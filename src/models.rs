use jiff::civil::Date;
use serde::{Deserialize, Serialize};

use crate::{
    entities::{actor, movie},
    error::AppResult,
};

#[derive(Clone, Debug, PartialEq, Eq, Serialize, Deserialize)]
pub struct Actor {
    pub id: i64,
    pub name: String,
    pub gender: String,
    pub date_of_birth: Date,
    #[serde(default)]
    pub movies: Vec<Movie>,
}

impl Actor {
    pub fn from_model(model: actor::Model) -> AppResult<Self> {
        Ok(Self {
            id: model.id,
            date_of_birth: model.date_of_birth.parse()?,
            name: model.name,
            gender: model.gender,
            movies: Vec::new(),
        })
    }
}

#[derive(Clone, Debug, PartialEq, Eq, Serialize, Deserialize)]
pub struct Movie {
    pub id: i64,
    pub name: String,
    pub description: String,
    pub release_date: Date,
    pub rating: i64,
    #[serde(default)]
    pub actors: Vec<Actor>,
}

impl Movie {
    pub fn from_model(model: movie::Model) -> AppResult<Self> {
        Ok(Self {
            id: model.id,
            release_date: model.release_date.parse()?,
            name: model.name,
            description: model.description,
            rating: model.rating,
            actors: Vec::new(),
        })
    }
}

/// Body of `POST /actors` and `PUT /actors/{id}`.
#[derive(Clone, Debug, Deserialize, Serialize)]
pub struct NewActor {
    pub name: String,
    pub gender: String,
    pub date_of_birth: Date,
}

/// An actor referenced by id from a movie payload. Other actor fields are ignored.
#[derive(Clone, Copy, Debug, PartialEq, Eq, Deserialize, Serialize)]
pub struct ActorRef {
    pub id: i64,
}

/// Body of `POST /movies` and `PUT /movies/{id}`.
#[derive(Clone, Debug, Deserialize, Serialize)]
pub struct NewMovie {
    pub name: String,
    #[serde(default)]
    pub description: String,
    pub release_date: Date,
    pub rating: i64,
    #[serde(default)]
    pub actors: Vec<ActorRef>,
}

impl NewMovie {
    /// Referenced actor ids in payload order, first occurrence wins.
    pub fn distinct_actor_ids(&self) -> Vec<i64> {
        let mut ids: Vec<i64> = Vec::with_capacity(self.actors.len());
        for actor in &self.actors {
            if !ids.contains(&actor.id) {
                ids.push(actor.id);
            }
        }
        ids
    }
}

*-*-*

A complete, exact copy of the entries above is what is wanted.

filename src/models.rs
use jiff::civil::Date;
use serde::{Deserialize, Serialize};

use crate::{
    entities::{actor, movie},
    error::AppResult,
};

#[derive(Clone, Debug, PartialEq, Eq, Serialize, Deserialize)]
pub struct Actor {
    pub id: i64,
    pub name: String,
    pub gender: String,
    pub date_of_birth: Date,
    #[serde(default)]
    pub movies: Vec<Movie>,
}

impl Actor {
    pub fn from_model(model: actor::Model) -> AppResult<Self> {
        Ok(Self {
            id: model.id,
            date_of_birth: model.date_of_birth.parse()?,
            name: model.name,
            gender: model.gender,
            movies: Vec::new(),
        })
    }
}

#[derive(Clone, Debug, PartialEq, Eq, Serialize, Deserialize)]
pub struct Movie {
    pub id: i64,
    pub name: String,
    pub description: String,
    pub release_date: Date,
    pub rating: i64,
    #[serde(default)]
    pub actors: Vec<Actor>,
}

impl Movie {
    pub fn from_model(model: movie::Model) -> AppResult<Self> {
        Ok(Self {
            id: model.id,
            release_date: model.release_date.parse()?,
            name: model.name,
            description: model.description,
            rating: model.rating,
            actors: Vec::new(),
        })
    }
}

/// Body of `POST /actors` and `PUT /actors/{id}`.
#[derive(Clone, Debug, Deserialize, Serialize)]
pub struct NewActor {
    pub name: String,
    pub gender: String,
    pub date_of_birth: Date,
}

/// An actor referenced by id from a movie payload. Other actor fields are ignored.
#[derive(Clone, Copy, Debug, PartialEq, Eq, Deserialize, Serialize)]
pub struct ActorRef {
    pub id: i64,
}

/// Body of `POST /movies` and `PUT /movies/{id}`.
#[derive(Clone, Debug, Deserialize, Serialize)]
pub struct NewMovie {
    pub name: String,
    #[serde(default)]
    pub description: String,
    pub release_date: Date,
    pub rating: i64,
    #[serde(default)]
    pub actors: Vec<ActorRef>,
}

impl NewMovie {
    /// Referenced actor ids in payload order, first occurrence wins.
    pub fn distinct_actor_ids(&self) -> Vec<i64> {
        let mut ids: Vec<i64> = Vec::with_capacity(self.actors.len());
        for actor in &self.actors {
            if !ids.contains(&actor.id) {
                ids.push(actor.id);
            }
        }
        ids
    }
}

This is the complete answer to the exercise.